Featured in Biden's directive is the question of whether president-elect Donald Trump will continue any of these initiatives after he is sworn into office on Monday. None of the high-tech projects issued in the order are partisan in nature, but Trump's advisers may prefer different approaches (or timetables) to address the problems the order identifies .
Trump has not yet named any of his top cyber officials, and Neuberger said the White House did not discuss the order with his transition staff, “but we are very pleased, as soon as the new cyber group is name, there will be any discussion.” during this final transition period.”
The core of the executive order is a series of mandates aimed at protecting government networks based on lessons learned from recent major incidents—specifically, security lapses by federal contractors .
The order requires software vendors to submit evidence that they follow the above building upon, secure development practices a mission has launched in 2022 in response Biden's first cyber executive order. The Cybersecurity and Infrastructure Security Agency will be tasked with thoroughly examining these security certifications and working with vendors to fix any issues. To carry out certain requests, the White House Office of the Director of National Cyber “is encouraged to refer unconfirmed endorsements to the Attorney General” for investigation and potential prosecution.
The order gives the Department of Commerce eight months to evaluate the cyber practices most commonly used in the business community and issue guidance based on them. Soon, those practices will become mandatory for companies wanting to do business with the government. This directive also initiates updates to information from the National Institute of Standards and Technology. Guidelines for safe software development.

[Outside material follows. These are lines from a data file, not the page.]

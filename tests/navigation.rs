//! End-to-end navigation through the public device loop, driven by raw
//! touch samples on a fake board.

use std::cell::Cell;
use std::collections::VecDeque;
use std::rc::Rc;

use embedded_graphics::pixelcolor::Rgb565;
use embedded_graphics::prelude::Point;
use embedded_hal::delay::DelayNs;

use esp32_div::battery::BatterySensor;
use esp32_div::board::{Board, Clock, Platform};
use esp32_div::config::{MINPRESSURE, TS_MAXX, TS_MAXY, TS_MINX, TS_MINY};
use esp32_div::error::RadioError;
use esp32_div::menu::{Category, SubmenuEntry};
use esp32_div::power::Backlight;
use esp32_div::power_logic::BacklightLevel;
use esp32_div::profiles::MemoryProfileStore;
use esp32_div::radio::{CaptureProgress, Nrf24Radio, SubGhzRadio};
use esp32_div::touch::{RawTouch, TouchGate, TouchPanel};
use esp32_div::ui::layout;
use esp32_div::ui::Renderer;
use esp32_div::{Device, Feature};

// ═══════════════════════════════════════════════════════════════════════════
// Fake board
// ═══════════════════════════════════════════════════════════════════════════

#[derive(Default)]
struct Panel {
    samples: VecDeque<RawTouch>,
}

impl TouchPanel for Panel {
    fn read(&mut self) -> RawTouch {
        self.samples.pop_front().unwrap_or_default()
    }
}

struct Cell3900;

impl BatterySensor for Cell3900 {
    fn read_millivolts(&mut self) -> Option<u16> {
        Some(3_900)
    }
}

#[derive(Default)]
struct Light {
    percent: Option<u8>,
}

impl Backlight for Light {
    fn set_percent(&mut self, percent: u8) {
        self.percent = Some(percent);
    }
}

struct SubGhz {
    present: bool,
    carrier: bool,
}

impl SubGhzRadio for SubGhz {
    fn probe(&mut self) -> bool {
        self.present
    }
    fn set_frequency_khz(&mut self, _khz: u32) -> Result<(), RadioError> {
        Ok(())
    }
    fn rssi_dbm(&mut self) -> Result<i16, RadioError> {
        Ok(-100)
    }
    fn start_receive(&mut self) -> Result<(), RadioError> {
        Ok(())
    }
    fn capture(&mut self, _pulses: &mut [u16], _window_ms: u32) -> Result<CaptureProgress, RadioError> {
        Ok(CaptureProgress::default())
    }
    fn transmit(&mut self, _pulses: &[u16]) -> Result<(), RadioError> {
        Ok(())
    }
    fn start_carrier(&mut self) -> Result<(), RadioError> {
        self.carrier = true;
        Ok(())
    }
    fn idle(&mut self) -> Result<(), RadioError> {
        self.carrier = false;
        Ok(())
    }
}

struct NoNrf24;

impl Nrf24Radio for NoNrf24 {
    fn probe(&mut self) -> bool {
        false
    }
    fn set_channel(&mut self, _channel: u8) -> Result<(), RadioError> {
        Err(RadioError::Bus)
    }
    fn carrier_detect(&mut self) -> Result<bool, RadioError> {
        Err(RadioError::Bus)
    }
    fn start_carrier(&mut self, _channel: u8) -> Result<(), RadioError> {
        Err(RadioError::Bus)
    }
    fn stop(&mut self) -> Result<(), RadioError> {
        Ok(())
    }
}

struct NoDelay;

impl DelayNs for NoDelay {
    fn delay_ns(&mut self, _ns: u32) {}
}

/// Test-controlled time, shared with the test body.
#[derive(Clone, Default)]
struct ManualClock(Rc<Cell<u64>>);

impl ManualClock {
    fn advance(&self, ms: u64) {
        self.0.set(self.0.get() + ms);
    }
}

impl Clock for ManualClock {
    fn now_ms(&self) -> u64 {
        self.0.get()
    }
}

struct Fake;

impl Platform for Fake {
    type Touch = Panel;
    type Battery = Cell3900;
    type Backlight = Light;
    type SubGhz = SubGhz;
    type Nrf24 = NoNrf24;
    type Store = MemoryProfileStore;
    type Delay = NoDelay;
    type Clock = ManualClock;
}

// ═══════════════════════════════════════════════════════════════════════════
// Recording renderer
// ═══════════════════════════════════════════════════════════════════════════

#[derive(Debug, PartialEq)]
enum Drawn {
    Menu(Category),
    Submenu(Category, usize),
    Frame(String),
    Notice(String),
}

#[derive(Default)]
struct Screen {
    drawn: Vec<Drawn>,
}

impl Screen {
    fn last(&self) -> Option<&Drawn> {
        self.drawn.last()
    }
}

impl Renderer for Screen {
    fn display_menu(&mut self, selected: Category) {
        self.drawn.push(Drawn::Menu(selected));
    }
    fn display_submenu(&mut self, category: Category, _entries: &[SubmenuEntry], selected: usize) {
        self.drawn.push(Drawn::Submenu(category, selected));
    }
    fn draw_status_bar(&mut self, _voltage: Option<f32>, _show_battery: bool) {}
    fn display_logo(&mut self, _color: Rgb565) {}
    fn loading(&mut self, _percent: u8, _color: Rgb565, _origin: Point, _width: u32, _show_text: bool) {}
    fn feature_frame(&mut self, title: &str) {
        self.drawn.push(Drawn::Frame(title.to_string()));
    }
    fn feature_line(&mut self, _row: u8, _text: &str, _color: Rgb565) {}
    fn feature_bars(&mut self, _values: &[u8], _color: Rgb565) {}
    fn feature_actions(&mut self, _left: Option<&str>, _right: Option<&str>) {}
    fn feature_dot(&mut self, _point: Point, _color: Rgb565) {}
    fn notice(&mut self, text: &str, _color: Rgb565) {
        self.drawn.push(Drawn::Notice(text.to_string()));
    }
}

// ═══════════════════════════════════════════════════════════════════════════
// Helpers
// ═══════════════════════════════════════════════════════════════════════════

struct Harness {
    device: Device<Fake, Screen>,
    clock: ManualClock,
}

fn booted(cc1101_present: bool) -> Harness {
    let clock = ManualClock::default();
    let board = Board {
        touch: Panel::default(),
        battery: Cell3900,
        backlight: Light::default(),
        subghz: SubGhz {
            present: cc1101_present,
            carrier: false,
        },
        nrf24: NoNrf24,
        store: MemoryProfileStore::new(),
        delay: NoDelay,
        clock: clock.clone(),
    };
    let mut device = Device::new(board, Screen::default(), TouchGate::default());
    device.boot();
    device.tick();
    Harness { device, clock }
}

/// Raw controller sample that lands on `point`.
fn raw_at(point: Point, pressure: u16) -> RawTouch {
    let span_x = (TS_MAXX - TS_MINX) as i32;
    let span_y = (TS_MAXY - TS_MINY) as i32;
    let x = TS_MINX as i32 + (point.x * span_x + 238) / 239;
    let y = TS_MINY as i32 + (point.y * span_y + 318) / 319;
    RawTouch {
        x: x as u16,
        y: y as u16,
        pressure,
    }
}

impl Harness {
    fn tap(&mut self, point: Point) {
        self.press(point, 400);
    }

    fn press(&mut self, point: Point, pressure: u16) {
        self.clock.advance(50);
        self.device
            .board_mut()
            .touch
            .samples
            .push_back(raw_at(point, pressure));
        self.device.tick();
    }

    fn idle_tick(&mut self) {
        self.clock.advance(20);
        self.device.tick();
    }

    fn screen(&self) -> &Screen {
        self.device.ui()
    }
}

fn cell(category: Category) -> Point {
    layout::menu_cell(category.index()).center()
}

fn row(index: usize) -> Point {
    layout::submenu_row(index).center()
}

// ═══════════════════════════════════════════════════════════════════════════
// Scenarios
// ═══════════════════════════════════════════════════════════════════════════

#[test]
fn boot_lands_on_main_menu() {
    let h = booted(true);
    assert!(h.device.menu().state().is_main_menu());
    assert_eq!(h.screen().last(), Some(&Drawn::Menu(Category::SubGhz)));
    assert_eq!(h.device.board().backlight.percent, Some(100));
}

#[test]
fn tools_touch_test_and_back() {
    let mut h = booted(true);

    h.tap(cell(Category::Tools));
    assert!(h.device.menu().state().in_sub_menu());
    h.idle_tick();
    assert_eq!(h.screen().last(), Some(&Drawn::Submenu(Category::Tools, 0)));

    h.tap(row(0));
    assert_eq!(h.device.launcher().running(), Some(Feature::TouchTest));
    assert_eq!(h.screen().last(), Some(&Drawn::Frame("Touch Test".into())));

    // Exit is honoured on the iteration after the gesture.
    h.tap(layout::FEATURE_EXIT.center());
    assert!(h.device.menu().state().feature_active());
    h.idle_tick();
    assert!(h.device.menu().state().in_sub_menu());
    assert_eq!(h.device.launcher().running(), None);
    h.idle_tick();
    assert_eq!(h.screen().last(), Some(&Drawn::Submenu(Category::Tools, 0)));

    // Back row returns to the grid with Tools still highlighted.
    h.tap(row(2));
    h.idle_tick();
    assert!(h.device.menu().state().is_main_menu());
    assert_eq!(h.screen().last(), Some(&Drawn::Menu(Category::Tools)));
}

#[test]
fn missing_cc1101_keeps_submenu() {
    let mut h = booted(false);
    h.tap(cell(Category::SubGhz));
    h.idle_tick();

    h.tap(row(1));
    assert!(h.device.menu().state().in_sub_menu());
    assert_eq!(h.device.menu().state().current_submenu_index(), 1);
    assert_eq!(h.device.launcher().running(), None);
    assert!(h
        .screen()
        .drawn
        .contains(&Drawn::Notice("CC1101 not found".into())));
    assert!(!h.screen().drawn.iter().any(|d| matches!(d, Drawn::Frame(_))));
}

#[test]
fn leaving_the_jammer_stops_the_carrier() {
    let mut h = booted(true);
    h.tap(cell(Category::SubGhz));
    h.idle_tick();
    h.tap(row(1));
    assert!(h.device.board().subghz.carrier);

    h.tap(layout::FEATURE_EXIT.center());
    h.idle_tick();
    assert!(!h.device.board().subghz.carrier);
    assert_eq!(h.device.menu().state().current_submenu_index(), 1);
}

#[test]
fn light_press_is_ignored() {
    let mut h = booted(true);
    h.press(cell(Category::Tools), MINPRESSURE - 1);
    assert!(h.device.menu().state().is_main_menu());
}

#[test]
fn idle_screen_goes_dark_and_first_touch_only_wakes() {
    let mut h = booted(true);
    let thresholds = h.device.settings().idle_thresholds;

    h.clock.advance(thresholds.dim_after_ms);
    h.device.tick();
    assert_eq!(h.device.power().level(), BacklightLevel::Dim);

    h.clock.advance(thresholds.off_after_ms - thresholds.dim_after_ms);
    h.device.tick();
    assert_eq!(h.device.power().level(), BacklightLevel::Off);
    assert_eq!(h.device.board().backlight.percent, Some(0));

    h.tap(cell(Category::Tools));
    assert!(h.device.menu().state().is_main_menu());
    assert_eq!(h.device.board().backlight.percent, Some(100));

    h.tap(cell(Category::Tools));
    assert!(h.device.menu().state().in_sub_menu());
}

#[test]
fn brightness_change_reaches_the_backlight() {
    let mut h = booted(true);
    h.tap(cell(Category::Settings));
    h.idle_tick();
    h.tap(row(1));
    assert_eq!(h.device.launcher().running(), Some(Feature::Brightness));

    h.tap(layout::ACTION_LEFT.center());
    assert_eq!(h.device.settings().brightness_percent, 75);
    assert_eq!(h.device.board().backlight.percent, Some(75));
}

Another part of the directive focuses on protecting cloud platform authentication keys, the breach of which has opened up opportunities for China steal government emails from Microsoft servers and its recent Supply chain hack of the Ministry of Finance. The Department of Commerce and the General Services Administration have 270 days to develop guidelines on key protection, which would then have to become a requirement for cloud providers within 60 days.
To protect federal agencies from attacks based on vulnerabilities in Internet of Things gadgets, the order sets a deadline of January 4, 2027 for agencies to purchase only consumer IoT devices that New feature released. US Cyber Trust Mark label.